Das Wichtigste sei denn auch, den Arbeitsmarkt in einem möglichst normalen Zustand zu halten, findet UBS-Ökonom Bee. «Wenn die Unternehmen nicht mehr fähig sind, die Umsatzeinbussen über Kurzarbeit abzufedern, und stattdessen Stellen abbauen, sind langfristige Folgen zu erwarten.»

SCHWEIZ MK SGV BILDUNGSPOLITISCHER BERICHT

Kurzarbeit soll neu ohne Karenzfrist beantragt werden können. Dafür stehen laut Bundesrat 8 Milliarden Franken zur Verfügung.
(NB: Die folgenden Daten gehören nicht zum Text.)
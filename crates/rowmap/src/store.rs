//! The identity-mapped entity store.
//!
//! One [`Store`] owns the connection, the schema, and one cache per entity
//! type keyed by primary key. The cache upholds the core invariant: at most
//! one live instance per (type, key) pair. Entries are created on first
//! successful load and removed only by explicit [`Store::release`] /
//! [`Store::release_all`] / [`Store::clear`]; there is no TTL or LRU.
//!
//! The store is single-threaded by construction: entity handles are
//! `Rc`-backed, so the type system rejects cross-thread sharing. Concurrent
//! workers each own their own store (and their own connection).

use crate::connection::{Connection, Row};
use crate::entity::{AssignValue, Entity, FieldValue};
use crate::error::{OrmError, OrmResult};
use crate::query::{Query, QueryKind};
use crate::schema::{EntityDescriptor, Schema};
use crate::value::{Key, Value};
use std::cell::RefCell;
use std::collections::HashMap;
use std::ops::Deref;
use std::rc::Rc;

#[cfg(test)]
mod tests;

/// Identity-mapped entity store over one injected connection.
pub struct Store<C: Connection> {
    conn: C,
    schema: Schema,
    caches: RefCell<HashMap<String, HashMap<Key, Entity>>>,
}

impl<C: Connection> Store<C> {
    pub fn new(conn: C, schema: Schema) -> Self {
        Self {
            conn,
            schema,
            caches: RefCell::new(HashMap::new()),
        }
    }

    /// The underlying connection, for executing pre-scoped builders.
    pub fn connection(&self) -> &C {
        &self.conn
    }

    pub fn schema(&self) -> &Schema {
        &self.schema
    }

    // ==================== Loading ====================

    /// Fetch the entity with the given primary key.
    ///
    /// A cache hit returns the existing handle without touching the backend.
    /// On a miss the row is selected, materialized (reference fields resolved
    /// recursively through their own type's cache) and registered. A missing
    /// row is a defined miss, `Ok(None)`; connection failures propagate as
    /// errors.
    pub fn by_key(&self, entity: &str, key: impl Into<Key>) -> OrmResult<Option<Entity>> {
        let key = key.into();
        let descriptor = self.schema.descriptor(entity)?.clone();
        if let Some(cached) = self.cached(entity, &key) {
            return Ok(Some(cached));
        }

        tracing::debug!(target: "rowmap::store", entity, key = %key, "cache miss, loading");
        let row = self
            .load_query(&descriptor)
            .eq(descriptor.key.as_str(), key.to_value())
            .limit(1)
            .fetch_opt(&self.conn)?;
        match row {
            Some(row) => self.materialize(&descriptor, row).map(Some),
            None => Ok(None),
        }
    }

    /// A SELECT builder pre-scoped to the entity's table and readable fields.
    /// Add conditions and hand it to [`Store::find`].
    pub fn query(&self, entity: &str) -> OrmResult<Query> {
        let descriptor = self.schema.descriptor(entity)?;
        Ok(self.load_query(descriptor))
    }

    /// Execute a pre-scoped select, requiring at least `n` matching rows.
    ///
    /// Zero matches is `Ok(None)`; fewer than `n` is
    /// [`OrmError::InsufficientRows`]; otherwise the first `n` rows are
    /// materialized through the cache. For a key already cached, the cached
    /// instance wins over the freshly fetched row.
    pub fn find(&self, entity: &str, n: usize, query: Query) -> OrmResult<Option<Vec<Entity>>> {
        let descriptor = self.schema.descriptor(entity)?.clone();
        match query.find(n, &self.conn)? {
            None => Ok(None),
            Some(rows) => rows
                .into_iter()
                .map(|row| self.materialize(&descriptor, row))
                .collect::<OrmResult<Vec<_>>>()
                .map(Some),
        }
    }

    fn load_query(&self, descriptor: &EntityDescriptor) -> Query {
        let fields = descriptor.load_fields();
        let fields: Vec<&str> = fields.iter().map(String::as_str).collect();
        crate::query::select(&descriptor.table, &fields)
    }

    /// Turn a fetched row into the canonical instance for its key.
    ///
    /// The instance is registered in the cache *before* reference fields are
    /// resolved, so cyclic references terminate: a cycle back to this key gets
    /// the handle that is still being filled in. When resolution fails the
    /// entry is evicted again; a failed load must not leave a half-built
    /// instance behind for a later cache hit.
    fn materialize(&self, descriptor: &Rc<EntityDescriptor>, row: Row) -> OrmResult<Entity> {
        let key = Key::try_from(row.try_get(&descriptor.key)?)?;
        if let Some(cached) = self.cached(&descriptor.entity, &key) {
            return Ok(cached);
        }

        let mut fields = HashMap::new();
        let mut deferred: Vec<(String, String, Key)> = Vec::new();
        for (column, value) in row.columns() {
            match descriptor.reference_target(column) {
                // A NULL foreign key stays a NULL scalar.
                Some(target) if !value.is_null() => {
                    deferred.push((column.to_string(), target.to_string(), Key::try_from(value)?));
                }
                _ => {
                    fields.insert(column.to_string(), FieldValue::Scalar(value.clone()));
                }
            }
        }

        let entity = Entity::new(descriptor.clone(), key.clone(), fields);
        self.caches
            .borrow_mut()
            .entry(descriptor.entity.clone())
            .or_default()
            .insert(key.clone(), entity.clone());

        if let Err(err) = self.resolve_references(&entity, deferred) {
            self.caches
                .borrow_mut()
                .get_mut(&descriptor.entity)
                .and_then(|cache| cache.remove(&key));
            return Err(err);
        }
        Ok(entity)
    }

    fn resolve_references(
        &self,
        entity: &Entity,
        deferred: Vec<(String, String, Key)>,
    ) -> OrmResult<()> {
        for (column, target, fk) in deferred {
            let referenced = self
                .by_key(&target, fk.clone())?
                .ok_or_else(|| OrmError::row_not_found(&target, &fk))?;
            entity.put_field(&column, FieldValue::Ref(referenced));
        }
        Ok(())
    }

    fn cached(&self, entity: &str, key: &Key) -> Option<Entity> {
        self.caches
            .borrow()
            .get(entity)
            .and_then(|cache| cache.get(key))
            .cloned()
    }

    // ==================== Invalidation ====================

    /// Drop a cache entry, discarding any unflushed pending changes.
    /// Reports whether an entry existed.
    pub fn release(&self, entity: &str, key: impl Into<Key>) -> OrmResult<bool> {
        self.schema.descriptor(entity)?;
        let removed = self
            .caches
            .borrow_mut()
            .get_mut(entity)
            .and_then(|cache| cache.remove(&key.into()));
        Ok(removed.is_some())
    }

    /// Drop every cache entry for one entity type.
    pub fn release_all(&self, entity: &str) -> OrmResult<()> {
        self.schema.descriptor(entity)?;
        self.caches.borrow_mut().remove(entity);
        Ok(())
    }

    /// Drop every cache entry for every entity type.
    pub fn clear(&self) {
        self.caches.borrow_mut().clear();
    }

    // ==================== Mutation ====================

    /// Assign a field value, recording a pending change for the next flush.
    ///
    /// Reference fields accept either a raw key (resolved now through the
    /// referenced type's cache; a dangling key is [`OrmError::RowNotFound`])
    /// or an already-resolved [`Entity`] of the exact expected type. The
    /// pending map stores the raw key for references and the scalar for
    /// everything else.
    pub fn set(
        &self,
        entity: &Entity,
        field: &str,
        value: impl Into<AssignValue>,
    ) -> OrmResult<()> {
        let descriptor = entity.descriptor();
        if !descriptor.is_writable(field) {
            return Err(OrmError::FieldNotWritable {
                entity: descriptor.entity.clone(),
                field: field.to_string(),
            });
        }

        match descriptor.reference_target(field) {
            Some(target) => {
                let referenced = match value.into() {
                    AssignValue::Entity(e) => {
                        if e.entity_type() != target {
                            return Err(OrmError::type_mismatch(target, e.entity_type()));
                        }
                        e
                    }
                    AssignValue::Scalar(raw) => {
                        let fk = Key::try_from(&raw)?;
                        self.by_key(target, fk.clone())?
                            .ok_or_else(|| OrmError::row_not_found(target, &fk))?
                    }
                };
                let raw = referenced.key().to_value();
                entity.put_field(field, FieldValue::Ref(referenced));
                entity.record_pending(field, raw);
            }
            None => {
                let scalar = match value.into() {
                    AssignValue::Scalar(v) => v,
                    AssignValue::Entity(e) => {
                        return Err(OrmError::type_mismatch("scalar", e.entity_type()));
                    }
                };
                entity.put_field(field, FieldValue::Scalar(scalar.clone()));
                entity.record_pending(field, scalar);
            }
        }
        Ok(())
    }

    /// Flush pending changes as one UPDATE of exactly the touched fields,
    /// filtered by primary key. With nothing pending this executes zero
    /// statements.
    pub fn save(&self, entity: &Entity) -> OrmResult<()> {
        let pending = entity.pending();
        if pending.is_empty() {
            return Ok(());
        }
        let descriptor = entity.descriptor();
        let mut query = Query::new(QueryKind::Update, &descriptor.table);
        for (field, value) in pending {
            query = query.set(&field, value);
        }
        query
            .eq(descriptor.key.as_str(), entity.key().to_value())
            .execute(&self.conn)?;
        entity.clear_pending();
        Ok(())
    }

    /// Acquire an entity for editing with a guaranteed flush on scope exit.
    ///
    /// Call [`EntityGuard::commit`] to flush and observe the result; a guard
    /// dropped without committing still flushes as a safety net, logging (not
    /// panicking on) a failure.
    pub fn checkout(
        &self,
        entity: &str,
        key: impl Into<Key>,
    ) -> OrmResult<Option<EntityGuard<'_, C>>> {
        Ok(self.by_key(entity, key)?.map(|entity| EntityGuard {
            store: self,
            entity,
            committed: false,
        }))
    }

    /// Insert a new row and return its canonical instance.
    ///
    /// Entity values in `fields` collapse to their key (a wrong reference
    /// type is [`OrmError::TypeMismatch`]). The new row is reloaded through
    /// [`Store::by_key`] with the connection's generated key, or with the
    /// explicitly supplied primary key when the backend reports none.
    pub fn insert_row(
        &self,
        entity: &str,
        fields: Vec<(&str, AssignValue)>,
    ) -> OrmResult<Entity> {
        let descriptor = self.schema.descriptor(entity)?.clone();
        let mut query = Query::new(QueryKind::Insert, &descriptor.table);
        let mut supplied_key: Option<Key> = None;
        for (field, value) in fields {
            let raw = match value {
                AssignValue::Scalar(v) => v,
                AssignValue::Entity(e) => match descriptor.reference_target(field) {
                    Some(target) if e.entity_type() == target => e.key().to_value(),
                    Some(target) => {
                        return Err(OrmError::type_mismatch(target, e.entity_type()));
                    }
                    None => return Err(OrmError::type_mismatch("scalar", e.entity_type())),
                },
            };
            if field == descriptor.key {
                supplied_key = Key::try_from(&raw).ok();
            }
            query = query.set(field, raw);
        }

        let result = query.execute(&self.conn)?;
        let key = result
            .last_insert_id()
            .cloned()
            .or(supplied_key)
            .ok_or_else(|| OrmError::connection("INSERT reported no generated key"))?;
        self.by_key(entity, key.clone())?
            .ok_or_else(|| OrmError::row_not_found(entity, &key))
    }

    // ==================== Bulk operations ====================

    /// A pre-scoped bulk-UPDATE builder for ad-hoc multi-row writes.
    ///
    /// Bulk writes bypass the identity cache entirely: cached entries for
    /// affected rows go stale until the caller [`Store::release`]s them.
    pub fn bulk_update<V: Into<Value>>(
        &self,
        entity: &str,
        assigns: impl IntoIterator<Item = (&'static str, V)>,
    ) -> OrmResult<Query> {
        let descriptor = self.schema.descriptor(entity)?;
        Ok(crate::query::update(&descriptor.table, assigns))
    }

    /// A pre-scoped bulk-DELETE builder. Same staleness caveat as
    /// [`Store::bulk_update`].
    pub fn bulk_delete(&self, entity: &str) -> OrmResult<Query> {
        let descriptor = self.schema.descriptor(entity)?;
        Ok(crate::query::delete(&descriptor.table))
    }
}

/// Scoped editing handle: guarantees a flush on every exit path.
pub struct EntityGuard<'a, C: Connection> {
    store: &'a Store<C>,
    entity: Entity,
    committed: bool,
}

impl<C: Connection> EntityGuard<'_, C> {
    /// Assign a field through the owning store.
    pub fn set(&self, field: &str, value: impl Into<AssignValue>) -> OrmResult<()> {
        self.store.set(&self.entity, field, value)
    }

    /// Flush now and report the outcome. Skips the drop-time safety net.
    pub fn commit(mut self) -> OrmResult<()> {
        self.committed = true;
        self.store.save(&self.entity)
    }

    /// The underlying shared handle, outliving the guard.
    pub fn entity(&self) -> Entity {
        self.entity.clone()
    }
}

impl<C: Connection> Deref for EntityGuard<'_, C> {
    type Target = Entity;

    fn deref(&self) -> &Entity {
        &self.entity
    }
}

impl<C: Connection> Drop for EntityGuard<'_, C> {
    fn drop(&mut self) {
        if self.committed || !self.entity.is_dirty() {
            return;
        }
        if let Err(err) = self.store.save(&self.entity) {
            tracing::error!(
                target: "rowmap::store",
                entity = %self.entity.entity_type(),
                key = %self.entity.key(),
                %err,
                "drop-time flush failed; pending changes lost"
            );
        }
    }
}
Das sei viel zu wenig, sagt Gewerbedirektor Hans-Ulrich Bigler.

Quelle: Peter Klaunzer

Um die Jobs in der Corona-Krise zu erhalten, empfiehlt Hans-Ulrich Bigler, Direktor des Schweizerischen Gewerbeverbands, seinen Mitgliedern, Kurzarbeit zu beantragen. Er fürchtet aber, dass die dafür vom Bund veranschlagten 8 Milliarden Franken nicht ausreichen werden.

Zudem gelte es, die Kurzarbeit auszuweiten. «Anspruch auf Entschädigung müssen auch Temporärarbeitende, befristete Angestellte und insbesondere Selbstständigerwerbende erhalten. Ansonsten drohen Massenkonkurse von Mikrounternehmern.»

Fonds soll KMU unterstützen

Bei den beschlossenen Massnahmen im Kampf gegen das Coronavirus handle es sich faktisch um ein fünfwöchiges Berufsverbot für Kleingewerbe wie Coiffeursalons oder Restaurants, sagt Bigler. Diese niedermargigen Branchen würden rasch in eine Liquiditätskrise geraten. «Ich rechne fest damit, dass der geplante Überbrückungsfonds rasch und unbürokratisch die betroffenen KMU unterstützt. Klar ist auch, dass es sich um A-fonds-perdu-Beiträge wird handeln müssen.»

Eher «skeptisch» sei er gegenüber staatlichen Bürgschaften für Kredite, sagt Bigler. «Die KMU stecken jetzt in der Liquiditätsfalle, sie brauchen nicht Kredite für Investitionstätigkeiten.» Es brauche nun eine schnelle, unbürokratische Hilfe, damit die Unternehmen genug Geld in der Kasse haben, um Ende April die Löhne zu bezahlen, fordert auch der Basler Gewerbedirektor Barell. «Detailabrechnungen kann man auch später noch machen.»